I must have hit that 1% last time. I assembled a new PC, wanted to install debian and could not get a login screen after installation. At that point I wanted something that just works. I installed Xubuntu and had the machine ready right away.
Thats… odd. The installer packages aren’t really that different. When was this?
My guess is: prior to Bookworm, when they started including non-free firmware on installation media by default.
Ahhh yea, that would make sense.
Yeah, there’s an entire page bitching about it on Linux Mint’s website.
Definitely not you, they absolutely do this with snaps and have for a while. This was the main reason I stopped using Ubuntu.
Ubuntu uses Snap as first-class method to install software. So if a piece of software is available as DEB or Snap, Ubuntu will always use Snap.
Thanks. I hate snaps. I’ll probably just stop using Ubuntu.
Why?
I personally hate the fact that they bloat up the block devices so much
They’re slower than a native app, and they don’t integrate as well with the rest of the system.
thanks! didn’t know about that
Some more reasons are explained here: https://askubuntu.com/questions/1029610/if-a-package-is-available-as-both-a-deb-and-a-snap-which-method-is-preferrable
I’m aware that when the user runs(without adding Mozilla’s apt repository),
sudo apt install firefox
the snap version of Firefox is installed. But I never heard that, though APT is configured to install Firefox from Mozilla’s repository, the DEB version will be uninstalled and the Snap version will be installed.
Not secretly, no.
Exactly.
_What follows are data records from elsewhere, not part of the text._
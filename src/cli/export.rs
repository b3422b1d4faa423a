//! CLI commands for data export and import

use std::fs::{self, File};
use std::io::{BufWriter, Write};
use std::path::{Path, PathBuf};

use clap::{Subcommand, ValueEnum};

use crate::error::{ShareError, ShareResult};
use crate::export::{csv, json, yaml};
use crate::storage::Storage;

/// Full export format options
#[derive(Debug, Clone, Copy, ValueEnum)]
pub enum ExportFormat {
    /// JSON format (machine-readable)
    Json,
    /// YAML format (human-readable)
    Yaml,
}

/// Export subcommands
#[derive(Subcommand, Debug)]
pub enum ExportCommands {
    /// Export the balance sheet to CSV
    BalanceSheet {
        /// Output file path
        output: PathBuf,
    },

    /// Export expenses to CSV, one row per participant
    Expenses {
        /// Output file path
        output: PathBuf,
    },

    /// Export all users and expenses
    All {
        /// Output file path
        output: PathBuf,

        /// Export format
        #[arg(short, long, value_enum, default_value = "json")]
        format: ExportFormat,

        /// Pretty-print JSON output
        #[arg(long)]
        pretty: bool,
    },
}

/// Handle export commands
pub fn handle_export_command(storage: &Storage, cmd: ExportCommands) -> ShareResult<()> {
    match cmd {
        ExportCommands::BalanceSheet { output } => {
            csv::export_balance_sheet_csv(storage, create_output(&output)?)?;
            let count = storage.users.count()?;
            println!("Exported balance sheet for {} users to: {}", count, output.display());
        }

        ExportCommands::Expenses { output } => {
            csv::export_expenses_csv(storage, create_output(&output)?)?;
            let count = storage.expenses.count()?;
            println!("Exported {} expenses to: {}", count, output.display());
        }

        ExportCommands::All {
            output,
            format,
            pretty,
        } => {
            let mut writer = create_output(&output)?;
            match format {
                ExportFormat::Json => json::export_full_json(storage, &mut writer, pretty)?,
                ExportFormat::Yaml => yaml::export_full_yaml(storage, &mut writer)?,
            }
            writer.flush()?;
            println!("Full export written to: {}", output.display());
        }
    }

    Ok(())
}

/// Restore all users and expenses from a full JSON or YAML export
///
/// Without `force` the file is only checked and summarized.
pub fn handle_import_command(
    storage: &Storage,
    input: &Path,
    format: Option<ExportFormat>,
    force: bool,
) -> ShareResult<()> {
    let contents = fs::read_to_string(input).map_err(|e| {
        ShareError::Io(format!("Failed to read {}: {}", input.display(), e))
    })?;

    let export = match format.unwrap_or_else(|| format_from_extension(input)) {
        ExportFormat::Json => json::import_from_json(&contents)?,
        ExportFormat::Yaml => yaml::import_from_yaml(&contents)?,
    };

    println!("Import file: {}", input.display());
    println!(
        "Exported:    {}",
        export.exported_at.format("%Y-%m-%d %H:%M:%S UTC")
    );
    println!(
        "Contents:    {} users, {} expenses",
        export.users.len(),
        export.expenses.len()
    );
    println!();

    if !force {
        println!("WARNING: This will replace ALL current users and expenses!");
        println!("To proceed, run again with --force flag:");
        println!("  splitshare import {} --force", input.display());
        return Ok(());
    }

    export.restore_into(storage)?;
    println!("Import complete!");

    Ok(())
}

fn format_from_extension(path: &Path) -> ExportFormat {
    match path.extension().and_then(|ext| ext.to_str()) {
        Some(ext) if ext.eq_ignore_ascii_case("yaml") || ext.eq_ignore_ascii_case("yml") => {
            ExportFormat::Yaml
        }
        _ => ExportFormat::Json,
    }
}

fn create_output(output: &Path) -> ShareResult<BufWriter<File>> {
    let file = File::create(output).map_err(|e| {
        ShareError::Export(format!(
            "Failed to create file {}: {}",
            output.display(),
            e
        ))
    })?;
    Ok(BufWriter::new(file))
}
//! User service
//!
//! Registration and lookup of the people who share expenses. Users are never
//! deleted because expenses keep referring to them.

use crate::error::{ShareError, ShareResult};
use crate::models::{User, UserId};
use crate::storage::Storage;

/// Service for user management
pub struct UserService<'a> {
    storage: &'a Storage,
}

impl<'a> UserService<'a> {
    /// Create a new user service
    pub fn new(storage: &'a Storage) -> Self {
        Self { storage }
    }

    /// Register a new user
    pub fn register(
        &self,
        username: &str,
        email: Option<&str>,
        mobile_number: &str,
    ) -> ShareResult<User> {
        let username = username.trim();

        if self.storage.users.get_by_username(username)?.is_some() {
            return Err(ShareError::Duplicate {
                entity_type: "User",
                identifier: username.to_string(),
            });
        }

        let user = User::with_email(
            username,
            email.map(str::trim).unwrap_or_default(),
            mobile_number.trim(),
        );

        user.validate()
            .map_err(|e| ShareError::Validation(e.to_string()))?;

        self.storage.users.upsert(user.clone())?;
        if let Err(e) = self.storage.users.save() {
            tracing::error!(username = %user.username, error = %e, "save failed, registration undone");
            self.storage.users.remove(user.id)?;
            return Err(e);
        }

        tracing::info!(user_id = %user.id, username = %user.username, "registered user");

        Ok(user)
    }

    /// Get a user by ID
    pub fn get(&self, id: UserId) -> ShareResult<Option<User>> {
        self.storage.users.get(id)
    }

    /// Get a user by ID, failing if it does not exist
    pub fn require(&self, id: UserId) -> ShareResult<User> {
        self.get(id)?
            .ok_or_else(|| ShareError::user_not_found(id.to_string()))
    }

    /// Find a user by username, full UUID, or short `usr-` ID
    pub fn find(&self, identifier: &str) -> ShareResult<Option<User>> {
        let identifier = identifier.trim();

        if let Some(user) = self.storage.users.get_by_username(identifier)? {
            return Ok(Some(user));
        }

        if let Ok(id) = identifier.parse::<UserId>() {
            return self.storage.users.get(id);
        }

        // Short display form, only if it is unambiguous
        let mut matches = self
            .storage
            .users
            .get_all()?
            .into_iter()
            .filter(|u| u.id.matches_prefix(identifier));
        match (matches.next(), matches.next()) {
            (Some(user), None) => Ok(Some(user)),
            _ => Ok(None),
        }
    }

    /// Resolve a user reference or fail with `NotFound`
    pub fn resolve(&self, identifier: &str) -> ShareResult<User> {
        self.find(identifier)?
            .ok_or_else(|| ShareError::user_not_found(identifier))
    }

    /// List all users ordered by username
    pub fn list(&self) -> ShareResult<Vec<User>> {
        self.storage.users.get_all()
    }

    /// Count users
    pub fn count(&self) -> ShareResult<usize> {
        self.storage.users.count()
    }
}
//! Balance aggregation
//!
//! `BalanceLedger` derives every user's paid/owed totals and pairwise
//! balances from a read-only snapshot of expenses in a single pass.
//! `BalanceService` feeds it the current contents of storage.
//!
//! Sign convention: a positive balance means others owe this user; a
//! negative one means this user owes others.

use std::collections::{BTreeMap, HashMap};

use serde::Serialize;

use crate::error::{ShareError, ShareResult, SplitError};
use crate::models::{Expense, Money, UserId};
use crate::storage::Storage;

/// Paid/owed figures for one user
#[derive(Debug, Clone, PartialEq, Eq, Serialize)]
pub struct UserSummary {
    pub user_id: UserId,
    /// Sum of expense amounts this user paid
    pub total_paid: Money,
    /// Sum of this user's allocations, including their share of their own expenses
    pub total_owed: Money,
    /// `total_paid - total_owed`
    pub net_balance: Money,
    /// Net balance against each other user; zero entries are kept
    pub counterparty_balances: BTreeMap<UserId, Money>,
}

impl UserSummary {
    /// An all-zero summary
    pub fn empty(user_id: UserId) -> Self {
        Self {
            user_id,
            total_paid: Money::zero(),
            total_owed: Money::zero(),
            net_balance: Money::zero(),
            counterparty_balances: BTreeMap::new(),
        }
    }

    /// Counterparty balances with zero entries filtered out
    pub fn nonzero_counterparties(&self) -> impl Iterator<Item = (&UserId, &Money)> {
        self.counterparty_balances
            .iter()
            .filter(|(_, balance)| !balance.is_zero())
    }

    /// Balance against a single counterparty (zero if they never shared an expense)
    pub fn balance_with(&self, other: UserId) -> Money {
        self.counterparty_balances
            .get(&other)
            .copied()
            .unwrap_or_default()
    }
}

/// Aggregated balances over a snapshot of expenses
#[derive(Debug, Clone, Default)]
pub struct BalanceLedger {
    paid: HashMap<UserId, Money>,
    owed: HashMap<UserId, Money>,
    /// `net[a][b]`: what `b` owes `a`, net of what `a` owes `b`
    net: HashMap<UserId, BTreeMap<UserId, Money>>,
    system_total: Money,
    expense_count: usize,
}

impl BalanceLedger {
    /// Build the ledger from a snapshot
    ///
    /// Fails with `IncompleteAllocation` if any allocation lacks its computed
    /// amount; such a snapshot is corrupt and no figure derived from it is
    /// trustworthy. Amounts above `Money::MAX` (only possible in a hand-edited
    /// data file) and totals that would overflow are rejected the same way.
    pub fn build(expenses: &[Expense]) -> Result<Self, SplitError> {
        let mut ledger = Self::default();

        for expense in expenses {
            let payer = expense.payer_id;
            let amount = bounded(expense.amount)?;
            accumulate(ledger.paid.entry(payer).or_default(), amount)?;
            accumulate(&mut ledger.system_total, amount)?;
            ledger.expense_count += 1;

            for allocation in &expense.allocations {
                let participant = allocation.participant_id;
                let owed = allocation
                    .amount_owed
                    .ok_or(SplitError::IncompleteAllocation {
                        expense_id: expense.id,
                        participant_id: participant,
                    })
                    .and_then(bounded)?;

                accumulate(ledger.owed.entry(participant).or_default(), owed)?;

                if participant != payer {
                    let to_payer = ledger
                        .net
                        .entry(payer)
                        .or_default()
                        .entry(participant)
                        .or_default();
                    accumulate(to_payer, owed)?;

                    let from_participant = ledger
                        .net
                        .entry(participant)
                        .or_default()
                        .entry(payer)
                        .or_default();
                    accumulate(from_participant, -owed)?;
                }
            }
        }

        tracing::debug!(
            expenses = ledger.expense_count,
            users = ledger.known_users().len(),
            "balance ledger built"
        );

        Ok(ledger)
    }

    /// Summary for a single user; all zeros if they appear nowhere
    pub fn user_summary(&self, user_id: UserId) -> UserSummary {
        let total_paid = self.paid.get(&user_id).copied().unwrap_or_default();
        let total_owed = self.owed.get(&user_id).copied().unwrap_or_default();

        UserSummary {
            user_id,
            total_paid,
            total_owed,
            net_balance: total_paid - total_owed,
            counterparty_balances: self.net.get(&user_id).cloned().unwrap_or_default(),
        }
    }

    /// One summary per user, in the order given
    pub fn all_user_summaries(&self, users: &[UserId]) -> Vec<UserSummary> {
        users.iter().map(|&id| self.user_summary(id)).collect()
    }

    /// Sum of all expense amounts
    pub fn system_total(&self) -> Money {
        self.system_total
    }

    /// Number of expenses aggregated
    pub fn expense_count(&self) -> usize {
        self.expense_count
    }

    /// Every user who paid or participated in at least one expense, ordered by id
    pub fn known_users(&self) -> Vec<UserId> {
        let mut users: Vec<UserId> = self
            .paid
            .keys()
            .chain(self.owed.keys())
            .copied()
            .collect();
        users.sort();
        users.dedup();
        users
    }
}

fn bounded(amount: Money) -> Result<Money, SplitError> {
    if amount.is_within_limit() {
        Ok(amount)
    } else {
        Err(SplitError::AmountTooLarge(amount))
    }
}

fn accumulate(total: &mut Money, amount: Money) -> Result<(), SplitError> {
    *total = total
        .checked_add(amount)
        .ok_or(SplitError::TotalOverflow)?;
    Ok(())
}

/// Service for balance reporting over the stored expenses
pub struct BalanceService<'a> {
    storage: &'a Storage,
}

impl<'a> BalanceService<'a> {
    /// Create a new balance service
    pub fn new(storage: &'a Storage) -> Self {
        Self { storage }
    }

    /// Build a ledger from the current expense snapshot
    pub fn ledger(&self) -> ShareResult<BalanceLedger> {
        let expenses = self.storage.expenses.get_all()?;
        BalanceLedger::build(&expenses).map_err(|e| {
            tracing::error!(error = %e, "stored expenses failed aggregation");
            ShareError::from(e)
        })
    }

    /// Summary for one registered user
    pub fn user_summary(&self, user_id: UserId) -> ShareResult<UserSummary> {
        self.storage
            .users
            .get(user_id)?
            .ok_or_else(|| ShareError::user_not_found(user_id.to_string()))?;
        Ok(self.ledger()?.user_summary(user_id))
    }

    /// Summaries for all registered users, ordered by username
    pub fn all_user_summaries(&self) -> ShareResult<Vec<UserSummary>> {
        let users: Vec<UserId> = self
            .storage
            .users
            .get_all()?
            .into_iter()
            .map(|u| u.id)
            .collect();
        Ok(self.ledger()?.all_user_summaries(&users))
    }

    /// Sum of all stored expense amounts
    pub fn system_total(&self) -> ShareResult<Money> {
        Ok(self.ledger()?.system_total())
    }
}

#[cfg(test)]
mod tests {
    use super::*;
    use crate::config::paths::SplitSharePaths;
    use crate::models::{Allocation, ParticipantInput, SplitMethod, User};
    use crate::services::split::compute_allocations;
    use chrono::NaiveDate;
    use tempfile::TempDir;

    fn expense(
        payer: UserId,
        amount: i64,
        method: SplitMethod,
        inputs: &[ParticipantInput],
    ) -> Expense {
        let mut expense = Expense::new(
            "Test",
            Money::from_cents(amount),
            NaiveDate::from_ymd_opt(2024, 7, 29).unwrap(),
            method,
            payer,
        );
        let allocations = compute_allocations(expense.amount, method, inputs).unwrap();
        expense.set_allocations(allocations);
        expense
    }

    fn equal(payer: UserId, amount: i64, participants: &[UserId]) -> Expense {
        let inputs: Vec<_> = participants
            .iter()
            .map(|&id| ParticipantInput::equal(id))
            .collect();
        expense(payer, amount, SplitMethod::Equal, &inputs)
    }

    #[test]
    fn test_single_expense_summary() {
        let (a, b, c) = (UserId::new(), UserId::new(), UserId::new());
        let ledger = BalanceLedger::build(&[equal(a, 9000, &[a, b, c])]).unwrap();

        let sa = ledger.user_summary(a);
        assert_eq!(sa.total_paid, Money::from_cents(9000));
        assert_eq!(sa.total_owed, Money::from_cents(3000));
        assert_eq!(sa.net_balance, Money::from_cents(6000));
        assert_eq!(sa.balance_with(b), Money::from_cents(3000));
        assert_eq!(sa.balance_with(c), Money::from_cents(3000));
        assert!(!sa.counterparty_balances.contains_key(&a));

        let sb = ledger.user_summary(b);
        assert_eq!(sb.total_paid, Money::zero());
        assert_eq!(sb.total_owed, Money::from_cents(3000));
        assert_eq!(sb.net_balance, Money::from_cents(-3000));
        assert_eq!(sb.balance_with(a), Money::from_cents(-3000));
        assert_eq!(sb.balance_with(c), Money::zero());
    }

    #[test]
    fn test_offsetting_expenses_net_out() {
        let (a, b) = (UserId::new(), UserId::new());
        let ledger = BalanceLedger::build(&[
            equal(a, 2000, &[a, b]),
            equal(b, 2000, &[a, b]),
        ])
        .unwrap();

        let sa = ledger.user_summary(a);
        assert_eq!(sa.counterparty_balances.get(&b), Some(&Money::zero()));
        assert_eq!(sa.nonzero_counterparties().count(), 0);
        assert_eq!(sa.net_balance, Money::zero());
    }

    #[test]
    fn test_payer_not_participating() {
        let (a, b, c) = (UserId::new(), UserId::new(), UserId::new());
        let inputs = vec![
            ParticipantInput::exact(b, Money::from_cents(700)),
            ParticipantInput::exact(c, Money::from_cents(300)),
        ];
        let ledger =
            BalanceLedger::build(&[expense(a, 1000, SplitMethod::Exact, &inputs)]).unwrap();

        let sa = ledger.user_summary(a);
        assert_eq!(sa.total_owed, Money::zero());
        assert_eq!(sa.net_balance, Money::from_cents(1000));
        assert_eq!(sa.balance_with(b), Money::from_cents(700));
        assert_eq!(sa.balance_with(c), Money::from_cents(300));
    }

    #[test]
    fn test_summary_invariants() {
        let users: Vec<UserId> = (0..4).map(|_| UserId::new()).collect();
        let (a, b, c, d) = (users[0], users[1], users[2], users[3]);
        let expenses = vec![
            equal(a, 10000, &[a, b, c]),
            equal(b, 4501, &[a, b, c, d]),
            expense(
                c,
                20000,
                SplitMethod::Percentage,
                &[
                    ParticipantInput::percentage(a, crate::models::Percentage::from_whole(50)),
                    ParticipantInput::percentage(c, crate::models::Percentage::from_whole(30)),
                    ParticipantInput::percentage(d, crate::models::Percentage::from_whole(20)),
                ],
            ),
            equal(d, 333, &[b]),
        ];
        let ledger = BalanceLedger::build(&expenses).unwrap();
        let summaries = ledger.all_user_summaries(&users);

        for summary in &summaries {
            assert_eq!(summary.net_balance, summary.total_paid - summary.total_owed);
            assert!(!summary.counterparty_balances.contains_key(&summary.user_id));
        }

        for x in &summaries {
            for y in &summaries {
                if x.user_id != y.user_id {
                    assert_eq!(x.balance_with(y.user_id), -y.balance_with(x.user_id));
                }
            }
        }

        let net_total: Money = summaries.iter().map(|s| s.net_balance).sum();
        assert_eq!(net_total, Money::zero());
        assert_eq!(ledger.system_total(), Money::from_cents(10000 + 4501 + 20000 + 333));
        assert_eq!(ledger.expense_count(), 4);
    }

    #[test]
    fn test_unknown_user_is_all_zero() {
        let (a, b) = (UserId::new(), UserId::new());
        let ledger = BalanceLedger::build(&[equal(a, 1000, &[a])]).unwrap();

        let summary = ledger.user_summary(b);
        assert_eq!(summary, UserSummary::empty(b));

        let empty = BalanceLedger::build(&[]).unwrap();
        assert_eq!(empty.user_summary(a), UserSummary::empty(a));
        assert_eq!(empty.system_total(), Money::zero());
    }

    #[test]
    fn test_incomplete_allocation_is_surfaced() {
        let (a, b) = (UserId::new(), UserId::new());
        let mut broken = equal(a, 1000, &[a, b]);
        broken.allocations[1] = Allocation {
            participant_id: b,
            amount_owed: None,
            percentage_owed: None,
        };

        let err = BalanceLedger::build(&[broken.clone()]).unwrap_err();
        assert_eq!(
            err,
            SplitError::IncompleteAllocation {
                expense_id: broken.id,
                participant_id: b,
            }
        );
    }

    #[test]
    fn test_out_of_range_amounts_are_surfaced() {
        let (a, b) = (UserId::new(), UserId::new());

        // a hand-edited file with amounts that would wrap the totals
        let mut tampered = equal(a, 1000, &[a, b]);
        tampered.amount = Money::from_cents(i64::MAX);
        tampered.allocations[1].amount_owed = Some(Money::from_cents(i64::MAX));
        let err = BalanceLedger::build(&[tampered.clone(), tampered]).unwrap_err();
        assert_eq!(err, SplitError::AmountTooLarge(Money::from_cents(i64::MAX)));

        let mut tampered = equal(a, 1000, &[a, b]);
        tampered.allocations[1].amount_owed = Some(Money::from_cents(-i64::MAX));
        assert!(matches!(
            BalanceLedger::build(&[tampered]),
            Err(SplitError::AmountTooLarge(_))
        ));

        // the largest legal amounts aggregate without trouble
        let big = equal(a, Money::MAX.cents(), &[a, b]);
        let ledger = BalanceLedger::build(&[big.clone(), big]).unwrap();
        assert_eq!(ledger.system_total().cents(), 2 * Money::MAX.cents());
        assert_eq!(
            ledger.user_summary(b).balance_with(a),
            -ledger.user_summary(a).balance_with(b)
        );
    }

    #[test]
    fn test_summaries_follow_caller_order() {
        let (a, b) = (UserId::new(), UserId::new());
        let ledger = BalanceLedger::build(&[equal(a, 1000, &[a, b])]).unwrap();

        let ids: Vec<_> = ledger
            .all_user_summaries(&[b, a])
            .into_iter()
            .map(|s| s.user_id)
            .collect();
        assert_eq!(ids, vec![b, a]);

        let mut expected = vec![a, b];
        expected.sort();
        assert_eq!(ledger.known_users(), expected);
    }

    #[test]
    fn test_service_requires_known_user() {
        let temp_dir = TempDir::new().unwrap();
        let paths = SplitSharePaths::with_base_dir(temp_dir.path().to_path_buf());
        let mut storage = Storage::new(paths).unwrap();
        storage.load_all().unwrap();

        let user = User::new("alice", "1234567890");
        storage.users.upsert(user.clone()).unwrap();

        let service = BalanceService::new(&storage);
        let summary = service.user_summary(user.id).unwrap();
        assert_eq!(summary, UserSummary::empty(user.id));
        assert_eq!(service.system_total().unwrap(), Money::zero());

        let err = service.user_summary(UserId::new()).unwrap_err();
        assert!(err.is_not_found());
    }
}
Enough with the inane conspiracism.
But it’s not obvious either. When I say ‘apt install firefox’, specially after adding their repository to sources.list, I’d expect to get a .deb from mozilla. Silently overriding my commands rubs me in a very wrong way.
It takes a little more than just adding a different repository to your package manager, you have to tell apt which to prefer:
echo ’
Package: *
Pin: origin packages.mozilla.org
Pin-Priority: 1000Package: firefox*
Pin: release o=Ubuntu
Pin-Priority: -1’ | sudo tee /etc/apt/preferences.d/mozillaTrue, but more often than not mozilla should have newer packages on their repository than any distribution. And the main problem still is that Ubuntu changed apt and threw snap in to the mix where it doesn’t belong.
I’m not disagreeing with anything you’ve said?
I’m saying that just adding Mozilla’s PPA to your sources won’t change apt’s behavior when installing Firefox unless you tell apt to prefer the package offered by the Mozilla PPA.
As someone who uses Kubuntu as a daily driver, I’m well aware of the snap drama and have worked around it using the method I pasted above.
Even though it’s an underhanded move by Cannonical, I’m still glad the OS is open source since it makes the workaround so trivial.
Since when this became a known thing? I’m aware that the snap version is installed when the user is trying to install the deb version of Firefox by running,
sudo apt install firefox
But I never heard that the installed DEB version of Firefox is replaced by Snap version of Firefox.
The deb version is a pointer to the snap in their repos. Nothings being replaced, it no longer exists. The deb version of Firefox in Ubuntu repos is a wrapper that installs snap and has no binaries in it. Has been for 3 years or so.
It’s more than that. Ubuntu copies the Debian repos and then applies their own changes on top. Debian has a native (DEB) Firefox package, so Ubuntu specifically has to remove it for every new version.
At least a few years. I switched to Linux a year ago and that was a huge consideration for me when choosing Debian over Ubuntu.
Well then you haven’t been following it closely. As someone else said, the reason is simple: the Snap version is more recent (like it or not) and in Ubuntu
apt
is configured to take into account Snap packages.Canonical added an epoch prefix to the firefox version number. Because that epoch (1) is higher than the implicit default (0), the official ubuntu dummy package is always considered to be a higher version than the official Mozilla package. apt doesn’t look at snap packages, it installs the deb, but the ubuntu deb just runs
snap install firefox
and basically nothing else.
I had it happen a few times. I moved away from Kubuntu as a result.